Diabetes lowers resistance to infection and slows the healing process. People with diabetes have narrower than normal blood vessels, as they develop a thicker lining, fatty deposits in veins by a process called atherosclerosis. The result is that the gums receive decreased blood supply with less oxygen, fewer nutrients and less efficient removal of waste products.
Therefore people with diabetes are more prone to developing infections including gingivitis and periodontitis. They have a defective immune system which makes them more susceptible to disease. They develop more bleeding gums, pocketing, calculus (tartar) and bone loss. Infections and wounds also take longer to heal.

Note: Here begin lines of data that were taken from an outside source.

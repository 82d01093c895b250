//! Common test utilities for integration tests
//!
//! A `wiremock` identity provider (discovery, key set, token endpoint) and
//! RS256 tokens signed with the fixture keys.

#![allow(dead_code)]

use base64::Engine as _;
use base64::engine::general_purpose::URL_SAFE_NO_PAD;
use jsonwebtoken::{Algorithm, EncodingKey, Header};
use serde_json::{Value, json};
use std::time::{SystemTime, UNIX_EPOCH};
use wiremock::{
    Mock, MockServer, ResponseTemplate,
    matchers::{method, path},
};

pub const TENANT: &str = "contoso-tenant";
pub const CLIENT_ID: &str = "11111111-2222-3333-4444-555555555555";
pub const KEY_ID: &str = "test-key-1";
pub const ROTATED_KEY_ID: &str = "test-key-2";

/// Private key whose public half is published by the mock provider
pub const SIGNING_KEY_PEM: &[u8] = include_bytes!("../fixtures/signing_key.pem");

/// Private key the provider never published
pub const ROGUE_KEY_PEM: &[u8] = include_bytes!("../fixtures/rogue_key.pem");

const SIGNING_KEY_MODULUS: &str = "j4sm9K3sqQljZEUKnO8O5u3-nT3FJzFjM6wGaEK6iDEP3Mn1F5ECYCoZlXqnuGznVpijeIVWQGn6pucfWRxk39xn56TAFRQevgsXJB0IBh2QvzeOnVK7st946T9EZwe3uBexz1I23RswEeGmTx-Bxs8PgLrjonr_5bpVlmn5q2L1WoD6HttnyEza1bJ9sjxl9UMj8wghXPbWOvirGCMATfxnF7IzCvs0h8ckS_5mkRfxZYlF-Vmsj3gPzNopz_AluUTSAfQXMtAl9tQ8PlqtbuxoFlbhpFtT25NtW8E14uwX1GhmsY4drOZB535gNW5EfK_huySG-g0BfnypqZUPWw";

const ROGUE_KEY_MODULUS: &str = "1xT5OHEw1RQ6TGirGJin404HJ7lbTQZox9em1BctUemwbR2hYS7lWyiBXZenwMXuoJ_S5-JvS0dcCghpJ4kAdkjxhOolNuVWP5-P7xZeaQri9leiYSWGH7pi8Ln-aZj42GcttcU_8HXF8B8QOS7TKV_96n_-luNYf9w8Us7A_UI_sIlKj3soVZb2FObwdjKrYaMhk7Rfium4aEmPiAj2VKb8b9gDmmj7ivms1_srQ7Sp907UeVh2E_wWYAJHtqTGzxSZjS_5-9PhSQiiwMectx_HBmyJTsApOdBIFMc_2L7g7xID3gGag-Ng34QKfyMO8uv8kAVf8cY8nwm4QBY0dw";

/// Public JWK for the signing key under a key id
pub fn signing_jwk(kid: &str) -> Value {
    rsa_jwk(kid, SIGNING_KEY_MODULUS)
}

/// Public JWK for the rogue key under a key id
pub fn rogue_jwk(kid: &str) -> Value {
    rsa_jwk(kid, ROGUE_KEY_MODULUS)
}

fn rsa_jwk(kid: &str, modulus: &str) -> Value {
    json!({
        "kty": "RSA",
        "use": "sig",
        "alg": "RS256",
        "kid": kid,
        "n": modulus,
        "e": "AQAB",
    })
}

/// Mock identity provider
pub struct MockIdentityProvider {
    pub server: MockServer,
    pub authority: String,
    pub issuer: String,
    pub jwks_uri: String,
    pub token_endpoint: String,
}

impl MockIdentityProvider {
    /// Start a provider with no routes mounted
    pub async fn start() -> Self {
        let server = MockServer::start().await;
        let authority = server.uri();

        Self {
            issuer: format!("{authority}/{TENANT}/v2.0"),
            jwks_uri: format!("{authority}/jwks"),
            token_endpoint: format!("{authority}/token"),
            authority,
            server,
        }
    }

    /// Start a provider serving discovery and the signing key
    pub async fn start_with_keys() -> Self {
        let provider = Self::start().await;
        provider.mock_discovery().await;
        provider.mock_jwks(vec![signing_jwk(KEY_ID)]).await;
        provider
    }

    /// Discovery document location
    pub fn discovery_path() -> String {
        format!("/{TENANT}/v2.0/.well-known/openid-configuration")
    }

    /// Mock the tenant discovery document
    pub async fn mock_discovery(&self) {
        Mock::given(method("GET"))
            .and(path(Self::discovery_path()))
            .respond_with(ResponseTemplate::new(200).set_body_json(json!({
                "issuer": self.issuer,
                "jwks_uri": self.jwks_uri,
                "token_endpoint": self.token_endpoint,
                "authorization_endpoint": format!("{}/authorize", self.authority),
                "id_token_signing_alg_values_supported": ["RS256"],
                "tenant_region_scope": "EU",
            })))
            .mount(&self.server)
            .await;
    }

    /// Mock the discovery endpoint with a raw response
    pub async fn mock_discovery_response(&self, response: ResponseTemplate) {
        Mock::given(method("GET"))
            .and(path(Self::discovery_path()))
            .respond_with(response)
            .mount(&self.server)
            .await;
    }

    /// Mock the key set endpoint
    pub async fn mock_jwks(&self, keys: Vec<Value>) {
        Mock::given(method("GET"))
            .and(path("/jwks"))
            .respond_with(ResponseTemplate::new(200).set_body_json(json!({ "keys": keys })))
            .mount(&self.server)
            .await;
    }

    /// Mock a successful on-behalf-of exchange
    pub async fn mock_token_success(&self, access_token: &str) {
        Mock::given(method("POST"))
            .and(path("/token"))
            .respond_with(ResponseTemplate::new(200).set_body_json(json!({
                "token_type": "Bearer",
                "access_token": access_token,
                "expires_in": 3599,
                "ext_expires_in": 3599,
                "scope": "https://graph.microsoft.com/User.Read https://graph.microsoft.com/Mail.Read",
            })))
            .mount(&self.server)
            .await;
    }

    /// Mock a token endpoint error response
    pub async fn mock_token_error(&self, error: &str, description: &str) {
        Mock::given(method("POST"))
            .and(path("/token"))
            .respond_with(ResponseTemplate::new(400).set_body_json(json!({
                "error": error,
                "error_description": description,
                "error_codes": [50013],
            })))
            .mount(&self.server)
            .await;
    }

    /// Mock the token endpoint with a raw response
    pub async fn mock_token_response(&self, response: ResponseTemplate) {
        Mock::given(method("POST"))
            .and(path("/token"))
            .respond_with(response)
            .mount(&self.server)
            .await;
    }

    /// Number of requests received on a path
    pub async fn request_count(&self, request_path: &str) -> usize {
        self.server
            .received_requests()
            .await
            .unwrap_or_default()
            .iter()
            .filter(|request| request.url.path() == request_path)
            .count()
    }
}

/// Claims of a token this provider would issue for the gateway
pub fn valid_claims(issuer: &str) -> Value {
    let now = current_timestamp();
    json!({
        "iss": issuer,
        "aud": CLIENT_ID,
        "scp": "access_as_user",
        "exp": now + 3600,
        "nbf": now - 60,
        "iat": now - 60,
        "appid": "99999999-aaaa-bbbb-cccc-dddddddddddd",
        "oid": "user-object-id",
        "sub": "user-subject",
    })
}

/// Sign claims with RS256 using a PEM private key
pub fn sign_token(claims: &Value, kid: Option<&str>, private_key: &[u8]) -> String {
    let mut header = Header::new(Algorithm::RS256);
    header.kid = kid.map(str::to_string);
    let key = EncodingKey::from_rsa_pem(private_key).expect("fixture key parses");
    jsonwebtoken::encode(&header, claims, &key).expect("token encodes")
}

/// Sign claims with the published signing key
pub fn signed_token(claims: &Value) -> String {
    sign_token(claims, Some(KEY_ID), SIGNING_KEY_PEM)
}

/// Compact token with an arbitrary header and no valid signature
pub fn unsigned_token(header: &Value, claims: &Value) -> String {
    let header = URL_SAFE_NO_PAD.encode(serde_json::to_vec(header).unwrap());
    let payload = URL_SAFE_NO_PAD.encode(serde_json::to_vec(claims).unwrap());
    format!("{header}.{payload}.c2lnbmF0dXJl")
}

/// Current Unix timestamp in seconds
pub fn current_timestamp() -> u64 {
    SystemTime::now()
        .duration_since(UNIX_EPOCH)
        .unwrap()
        .as_secs()
}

People with diabetes may suffer from decreased saliva flow, which in turn leads to increased dental plaque buildup and calculus (tartar) deposits.

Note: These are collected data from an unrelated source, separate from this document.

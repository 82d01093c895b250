//! Failure classes of the verify/exchange core
//!
//! - [`MetadataLoadError`] is fatal to startup.
//! - [`Rejection`] explains why a token was not accepted. It never crosses the
//!   [`TokenVerifier::verify`](crate::TokenVerifier::verify) boundary as an
//!   error; callers only see `None`.
//! - [`ExchangeFailure`] is a request-scoped value returned by the
//!   on-behalf-of exchange.

use std::fmt;

use serde::{Deserialize, Serialize};
use thiserror::Error;

use crate::http_client::HttpClientError;

/// Identity provider discovery failed. The process must not start serving.
#[derive(Debug, Error)]
pub enum MetadataLoadError {
    /// Tenant identifier cannot be placed in a discovery URL
    #[error("Invalid tenant identifier: {0}")]
    InvalidTenant(String),

    /// Authority URL is malformed or not HTTPS
    #[error("Invalid authority URL: {0}")]
    InvalidAuthority(String),

    /// Network failure or timeout
    #[error("Discovery request failed: {0}")]
    Request(String),

    /// Discovery endpoint answered with a non-success status
    #[error("Discovery endpoint returned status {0}")]
    Status(u16),

    /// Document is not JSON or lacks a required field
    #[error("Malformed discovery document: {0}")]
    Malformed(String),

    /// Shared HTTP client unavailable
    #[error(transparent)]
    Http(#[from] HttpClientError),
}

/// Reason a token was rejected by a verifier
#[derive(Debug, Clone, PartialEq, Eq, Error)]
pub enum Rejection {
    /// Empty bearer string
    #[error("Token is empty")]
    Empty,

    /// Not a compact JWS or payload is not a JSON object
    #[error("Malformed token: {0}")]
    Malformed(String),

    /// Header algorithm differs from the fixed verification algorithm
    #[error("Algorithm {0} is not accepted")]
    UnsupportedAlgorithm(String),

    /// Header carries no `kid`
    #[error("Token header has no key id")]
    MissingKeyId,

    /// Key set could not be fetched
    #[error("Signing key set unavailable: {0}")]
    KeySetUnavailable(String),

    /// `kid` not present in the key set, even after a refresh
    #[error("Key id '{0}' not found in signing key set")]
    UnknownKey(String),

    /// Signature did not verify
    #[error("Signature verification failed: {0}")]
    InvalidSignature(String),

    /// A required claim is absent or has the wrong type
    #[error("Missing or invalid claim '{0}'")]
    MissingClaim(&'static str),

    /// `exp` is at or before the current time
    #[error("Token expired")]
    Expired,

    /// `nbf` is after the current time
    #[error("Token is not yet valid")]
    NotYetValid,

    /// `aud` does not equal the configured audience
    #[error("Audience mismatch")]
    AudienceMismatch,

    /// `iss` is not in the allow-list
    #[error("Issuer '{0}' is not allowed")]
    IssuerNotAllowed(String),

    /// Token scopes are not a superset of the required scopes
    #[error("Missing required scopes: {0}")]
    MissingScopes(String),
}

/// Generic code used when the token endpoint gives no `error` field
pub const EXCHANGE_FAILED: &str = "exchange_failed";

/// Code used when the token endpoint could not be reached
pub const TRANSPORT_ERROR: &str = "transport_error";

/// Code used when the token endpoint body is not JSON
pub const INVALID_RESPONSE: &str = "invalid_response";

/// The on-behalf-of exchange produced no token
///
/// Carries the provider's `error` and `error_description` when it supplied
/// them, or one of the generic codes of this module.
#[derive(Debug, Clone, PartialEq, Eq, Serialize, Deserialize)]
pub struct ExchangeFailure {
    /// Provider error code (e.g. `invalid_grant`)
    pub error: String,
    /// Human readable description from the provider
    #[serde(skip_serializing_if = "Option::is_none")]
    pub description: Option<String>,
}

impl ExchangeFailure {
    /// Create a failure with a code and optional description
    pub fn new(error: impl Into<String>, description: Option<String>) -> Self {
        Self {
            error: error.into(),
            description,
        }
    }

    /// Failure raised before any provider answer was read
    pub fn transport(description: impl Into<String>) -> Self {
        Self::new(TRANSPORT_ERROR, Some(description.into()))
    }
}

impl fmt::Display for ExchangeFailure {
    fn fmt(&self, f: &mut fmt::Formatter<'_>) -> fmt::Result {
        match &self.description {
            Some(description) => write!(f, "{}: {}", self.error, description),
            None => f.write_str(&self.error),
        }
    }
}

impl std::error::Error for ExchangeFailure {}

Maintain oral hygiene by brushing with a toothpaste that contains triclosan/copolymer at least twice a day, the use of dental floss daily, and tongue brushing
Undergo the treatment recommended for active periodontal disease
Take all medications prescribed by your dentist
Regular periodontal maintenance visits are must
Smoking cessation if applicable
Engage in adequate physical activity
Reduce weight, if applicable
Eat balanced meals with proper nutrition.
Oral health problems associated with diabetes
periodontal (gum) disease;
salivary gland dysfunction;
lichen planus and lichenoid reactions (inflammatory skin disease);
infection and delayed healing;
Xerostomia, or dry mouth, is a common complaint among diabetic patients. Constant dryness irritates the soft tissues in the mouth, often making them inflamed and painful. This condition greatly increases the risk of tooth decay and periodontal diseases.

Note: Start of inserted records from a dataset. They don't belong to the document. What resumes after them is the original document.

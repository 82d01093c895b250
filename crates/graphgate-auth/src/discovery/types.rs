//! Discovery document types

use std::collections::HashMap;

use serde::{Deserialize, Serialize};
use url::Url;

use crate::error::MetadataLoadError;
use crate::http_client::is_secure_or_loopback;

/// Identity provider metadata from an OpenID Connect discovery document
///
/// Only the fields the gateway consumes are typed; everything else is kept in
/// [`additional_fields`](Self::additional_fields).
///
/// ```json
/// {
///   "issuer": "https://login.microsoftonline.com/{tenant}/v2.0",
///   "jwks_uri": "https://login.microsoftonline.com/{tenant}/discovery/v2.0/keys",
///   "token_endpoint": "https://login.microsoftonline.com/{tenant}/oauth2/v2.0/token",
///   "authorization_endpoint": "https://login.microsoftonline.com/{tenant}/oauth2/v2.0/authorize"
/// }
/// ```
#[derive(Debug, Clone, Serialize, Deserialize, PartialEq)]
pub struct IdentityMetadata {
    /// Issuer identifier
    pub issuer: String,

    /// Signing key set location
    pub jwks_uri: String,

    /// Token endpoint used for the on-behalf-of exchange
    pub token_endpoint: String,

    /// Interactive authorization endpoint
    #[serde(skip_serializing_if = "Option::is_none")]
    pub authorization_endpoint: Option<String>,

    /// Signing algorithms the provider uses for ID tokens
    #[serde(skip_serializing_if = "Option::is_none")]
    pub id_token_signing_alg_values_supported: Option<Vec<String>>,

    /// Scopes the provider advertises
    #[serde(skip_serializing_if = "Option::is_none")]
    pub scopes_supported: Option<Vec<String>>,

    /// Additional metadata fields
    #[serde(flatten)]
    pub additional_fields: HashMap<String, serde_json::Value>,
}

impl IdentityMetadata {
    /// Check that the consumed endpoints are usable
    ///
    /// # Errors
    ///
    /// Returns [`MetadataLoadError::Malformed`] if a field is empty, not a URL,
    /// or neither HTTPS nor loopback HTTP.
    pub fn validate(&self) -> Result<(), MetadataLoadError> {
        if self.issuer.trim().is_empty() {
            return Err(MetadataLoadError::Malformed("issuer is empty".to_string()));
        }

        for (field, value) in [
            ("jwks_uri", &self.jwks_uri),
            ("token_endpoint", &self.token_endpoint),
        ] {
            let url = Url::parse(value).map_err(|e| {
                MetadataLoadError::Malformed(format!("{field} is not a valid URL: {e}"))
            })?;
            if !is_secure_or_loopback(&url) {
                return Err(MetadataLoadError::Malformed(format!(
                    "{field} must use HTTPS: {value}"
                )));
            }
        }

        Ok(())
    }
}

We recommend rinsing with a fluoride mouthrinse or having a topical application of fluoride at home to prevent rampant tooth decay.
Using sugarless gum, sugarless mints, taking frequent sips of water or using melting ice chips may help alleviate a dry mouth. Restrict intake of caffeine and alcohol.
Oral candidiasis, a fungal infection in the mouth, appears to occur more frequently among persons with diabetes including those who wear dentures. Dentist may prescribe antifungal medications to treat this condition. Good oral hygiene is critical.
Lichen planus is a skin disorder that produces lesions in the mouth. Painful ulcers erode surface tissue. Dentist may prescribe a topical anesthetic or other medication to reduce and relieve the condition.